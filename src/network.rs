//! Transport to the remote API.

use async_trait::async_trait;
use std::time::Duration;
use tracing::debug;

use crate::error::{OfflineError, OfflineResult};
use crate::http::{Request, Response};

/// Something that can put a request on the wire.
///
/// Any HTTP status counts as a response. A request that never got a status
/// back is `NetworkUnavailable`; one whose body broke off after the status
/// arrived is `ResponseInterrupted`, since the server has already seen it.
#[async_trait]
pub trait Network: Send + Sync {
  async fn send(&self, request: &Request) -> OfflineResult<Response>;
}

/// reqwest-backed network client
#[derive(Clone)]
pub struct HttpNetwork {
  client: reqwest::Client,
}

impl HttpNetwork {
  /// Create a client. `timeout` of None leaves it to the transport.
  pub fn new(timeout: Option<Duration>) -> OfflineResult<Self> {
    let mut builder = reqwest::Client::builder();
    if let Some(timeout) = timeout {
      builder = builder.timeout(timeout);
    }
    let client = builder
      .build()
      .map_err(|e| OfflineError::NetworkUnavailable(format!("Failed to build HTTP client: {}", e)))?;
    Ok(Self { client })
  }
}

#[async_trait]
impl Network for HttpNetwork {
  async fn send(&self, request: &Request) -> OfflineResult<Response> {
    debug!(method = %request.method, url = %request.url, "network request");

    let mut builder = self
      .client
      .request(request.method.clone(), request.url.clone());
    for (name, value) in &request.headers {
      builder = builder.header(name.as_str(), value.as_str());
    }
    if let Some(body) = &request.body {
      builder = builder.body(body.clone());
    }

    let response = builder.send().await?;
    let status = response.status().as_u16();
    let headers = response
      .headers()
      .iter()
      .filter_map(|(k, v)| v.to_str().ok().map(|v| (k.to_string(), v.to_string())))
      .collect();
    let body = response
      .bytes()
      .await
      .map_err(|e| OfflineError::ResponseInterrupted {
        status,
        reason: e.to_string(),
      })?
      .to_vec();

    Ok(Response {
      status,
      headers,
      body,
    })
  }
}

Work task |
In full and without alteration, retype the entries above.

Result below |
filename src/network.rs
//! Transport to the remote API.

use async_trait::async_trait;
use std::time::Duration;
use tracing::debug;

use crate::error::{OfflineError, OfflineResult};
use crate::http::{Request, Response};

/// Something that can put a request on the wire.
///
/// Any HTTP status counts as a response. A request that never got a status
/// back is `NetworkUnavailable`; one whose body broke off after the status
/// arrived is `ResponseInterrupted`, since the server has already seen it.
#[async_trait]
pub trait Network: Send + Sync {
  async fn send(&self, request: &Request) -> OfflineResult<Response>;
}

/// reqwest-backed network client
#[derive(Clone)]
pub struct HttpNetwork {
  client: reqwest::Client,
}

impl HttpNetwork {
  /// Create a client. `timeout` of None leaves it to the transport.
  pub fn new(timeout: Option<Duration>) -> OfflineResult<Self> {
    let mut builder = reqwest::Client::builder();
    if let Some(timeout) = timeout {
      builder = builder.timeout(timeout);
    }
    let client = builder
      .build()
      .map_err(|e| OfflineError::NetworkUnavailable(format!("Failed to build HTTP client: {}", e)))?;
    Ok(Self { client })
  }
}

#[async_trait]
impl Network for HttpNetwork {
  async fn send(&self, request: &Request) -> OfflineResult<Response> {
    debug!(method = %request.method, url = %request.url, "network request");

    let mut builder = self
      .client
      .request(request.method.clone(), request.url.clone());
    for (name, value) in &request.headers {
      builder = builder.header(name.as_str(), value.as_str());
    }
    if let Some(body) = &request.body {
      builder = builder.body(body.clone());
    }

    let response = builder.send().await?;
    let status = response.status().as_u16();
    let headers = response
      .headers()
      .iter()
      .filter_map(|(k, v)| v.to_str().ok().map(|v| (k.to_string(), v.to_string())))
      .collect();
    let body = response
      .bytes()
      .await
      .map_err(|e| OfflineError::ResponseInterrupted {
        status,
        reason: e.to_string(),
      })?
      .to_vec();

    Ok(Response {
      status,
      headers,
      body,
    })
  }
}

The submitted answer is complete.